**Problem description**
Please repeat the listing exactly, with every line intact.

[[ Working data open ]]

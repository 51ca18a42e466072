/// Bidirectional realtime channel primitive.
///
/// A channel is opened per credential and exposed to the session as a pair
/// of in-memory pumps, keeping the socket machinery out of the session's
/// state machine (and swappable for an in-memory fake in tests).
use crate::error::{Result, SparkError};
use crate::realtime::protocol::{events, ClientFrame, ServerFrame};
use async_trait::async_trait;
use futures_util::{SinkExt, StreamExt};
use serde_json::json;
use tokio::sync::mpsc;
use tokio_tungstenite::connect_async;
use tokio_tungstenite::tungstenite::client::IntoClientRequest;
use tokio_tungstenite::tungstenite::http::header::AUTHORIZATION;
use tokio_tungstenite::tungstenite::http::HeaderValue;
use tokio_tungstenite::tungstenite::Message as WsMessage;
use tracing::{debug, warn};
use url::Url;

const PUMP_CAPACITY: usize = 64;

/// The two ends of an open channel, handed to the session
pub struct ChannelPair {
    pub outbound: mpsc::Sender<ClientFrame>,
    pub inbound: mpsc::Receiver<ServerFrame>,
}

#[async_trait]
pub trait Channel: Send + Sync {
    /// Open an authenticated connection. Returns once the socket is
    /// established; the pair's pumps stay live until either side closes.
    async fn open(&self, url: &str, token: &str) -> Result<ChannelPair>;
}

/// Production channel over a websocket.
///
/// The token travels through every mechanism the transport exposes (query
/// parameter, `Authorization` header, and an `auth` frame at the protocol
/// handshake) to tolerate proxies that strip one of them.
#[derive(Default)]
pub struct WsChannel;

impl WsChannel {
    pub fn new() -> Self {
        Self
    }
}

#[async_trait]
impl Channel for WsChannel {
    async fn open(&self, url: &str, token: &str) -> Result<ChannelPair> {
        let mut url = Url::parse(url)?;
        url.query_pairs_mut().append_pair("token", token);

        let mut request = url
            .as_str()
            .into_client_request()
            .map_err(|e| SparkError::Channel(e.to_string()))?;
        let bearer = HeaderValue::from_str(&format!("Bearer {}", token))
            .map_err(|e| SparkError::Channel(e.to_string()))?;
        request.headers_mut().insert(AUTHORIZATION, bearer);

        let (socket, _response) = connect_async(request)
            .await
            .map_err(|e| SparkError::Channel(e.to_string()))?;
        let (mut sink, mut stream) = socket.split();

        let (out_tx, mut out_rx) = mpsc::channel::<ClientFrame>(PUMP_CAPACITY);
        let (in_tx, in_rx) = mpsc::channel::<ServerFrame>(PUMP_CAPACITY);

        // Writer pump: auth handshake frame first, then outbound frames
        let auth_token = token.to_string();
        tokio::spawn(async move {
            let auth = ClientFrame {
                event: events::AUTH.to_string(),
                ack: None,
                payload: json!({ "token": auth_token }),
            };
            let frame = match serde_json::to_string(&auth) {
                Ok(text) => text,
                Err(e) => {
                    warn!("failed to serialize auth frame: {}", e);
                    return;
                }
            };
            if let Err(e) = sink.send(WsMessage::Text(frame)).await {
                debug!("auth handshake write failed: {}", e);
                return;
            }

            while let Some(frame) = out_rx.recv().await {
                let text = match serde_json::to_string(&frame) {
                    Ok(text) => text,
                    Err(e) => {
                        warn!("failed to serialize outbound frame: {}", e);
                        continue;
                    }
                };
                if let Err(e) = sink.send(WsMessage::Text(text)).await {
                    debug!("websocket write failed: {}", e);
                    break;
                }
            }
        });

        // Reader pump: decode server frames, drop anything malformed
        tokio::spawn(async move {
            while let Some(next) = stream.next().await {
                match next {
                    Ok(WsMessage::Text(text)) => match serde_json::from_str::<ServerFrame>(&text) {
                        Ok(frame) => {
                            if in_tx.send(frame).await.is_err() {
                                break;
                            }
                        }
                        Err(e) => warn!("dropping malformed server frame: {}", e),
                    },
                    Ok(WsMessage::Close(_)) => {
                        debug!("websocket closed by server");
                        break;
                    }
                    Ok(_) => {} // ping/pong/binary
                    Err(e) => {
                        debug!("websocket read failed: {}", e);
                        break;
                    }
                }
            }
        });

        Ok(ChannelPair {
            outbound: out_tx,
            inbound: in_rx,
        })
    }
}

[[ Working data closed ]]

**Task answer**
repository 51ca18a42e466072
/// Bidirectional realtime channel primitive.
///
/// A channel is opened per credential and exposed to the session as a pair
/// of in-memory pumps, keeping the socket machinery out of the session's
/// state machine (and swappable for an in-memory fake in tests).
use crate::error::{Result, SparkError};
use crate::realtime::protocol::{events, ClientFrame, ServerFrame};
use async_trait::async_trait;
use futures_util::{SinkExt, StreamExt};
use serde_json::json;
use tokio::sync::mpsc;
use tokio_tungstenite::connect_async;
use tokio_tungstenite::tungstenite::client::IntoClientRequest;
use tokio_tungstenite::tungstenite::http::header::AUTHORIZATION;
use tokio_tungstenite::tungstenite::http::HeaderValue;
use tokio_tungstenite::tungstenite::Message as WsMessage;
use tracing::{debug, warn};
use url::Url;

const PUMP_CAPACITY: usize = 64;

/// The two ends of an open channel, handed to the session
pub struct ChannelPair {
    pub outbound: mpsc::Sender<ClientFrame>,
    pub inbound: mpsc::Receiver<ServerFrame>,
}

#[async_trait]
pub trait Channel: Send + Sync {
    /// Open an authenticated connection. Returns once the socket is
    /// established; the pair's pumps stay live until either side closes.
    async fn open(&self, url: &str, token: &str) -> Result<ChannelPair>;
}

/// Production channel over a websocket.
///
/// The token travels through every mechanism the transport exposes (query
/// parameter, `Authorization` header, and an `auth` frame at the protocol
/// handshake) to tolerate proxies that strip one of them.
#[derive(Default)]
pub struct WsChannel;

impl WsChannel {
    pub fn new() -> Self {
        Self
    }
}

#[async_trait]
impl Channel for WsChannel {
    async fn open(&self, url: &str, token: &str) -> Result<ChannelPair> {
        let mut url = Url::parse(url)?;
        url.query_pairs_mut().append_pair("token", token);

        let mut request = url
            .as_str()
            .into_client_request()
            .map_err(|e| SparkError::Channel(e.to_string()))?;
        let bearer = HeaderValue::from_str(&format!("Bearer {}", token))
            .map_err(|e| SparkError::Channel(e.to_string()))?;
        request.headers_mut().insert(AUTHORIZATION, bearer);

        let (socket, _response) = connect_async(request)
            .await
            .map_err(|e| SparkError::Channel(e.to_string()))?;
        let (mut sink, mut stream) = socket.split();

        let (out_tx, mut out_rx) = mpsc::channel::<ClientFrame>(PUMP_CAPACITY);
        let (in_tx, in_rx) = mpsc::channel::<ServerFrame>(PUMP_CAPACITY);

        // Writer pump: auth handshake frame first, then outbound frames
        let auth_token = token.to_string();
        tokio::spawn(async move {
            let auth = ClientFrame {
                event: events::AUTH.to_string(),
                ack: None,
                payload: json!({ "token": auth_token }),
            };
            let frame = match serde_json::to_string(&auth) {
                Ok(text) => text,
                Err(e) => {
                    warn!("failed to serialize auth frame: {}", e);
                    return;
                }
            };
            if let Err(e) = sink.send(WsMessage::Text(frame)).await {
                debug!("auth handshake write failed: {}", e);
                return;
            }

            while let Some(frame) = out_rx.recv().await {
                let text = match serde_json::to_string(&frame) {
                    Ok(text) => text,
                    Err(e) => {
                        warn!("failed to serialize outbound frame: {}", e);
                        continue;
                    }
                };
                if let Err(e) = sink.send(WsMessage::Text(text)).await {
                    debug!("websocket write failed: {}", e);
                    break;
                }
            }
        });

        // Reader pump: decode server frames, drop anything malformed
        tokio::spawn(async move {
            while let Some(next) = stream.next().await {
                match next {
                    Ok(WsMessage::Text(text)) => match serde_json::from_str::<ServerFrame>(&text) {
                        Ok(frame) => {
                            if in_tx.send(frame).await.is_err() {
                                break;
                            }
                        }
                        Err(e) => warn!("dropping malformed server frame: {}", e),
                    },
                    Ok(WsMessage::Close(_)) => {
                        debug!("websocket closed by server");
                        break;
                    }
                    Ok(_) => {} // ping/pong/binary
                    Err(e) => {
                        debug!("websocket read failed: {}", e);
                        break;
                    }
                }
            }
        });

        Ok(ChannelPair {
            outbound: out_tx,
            inbound: in_rx,
        })
    }
}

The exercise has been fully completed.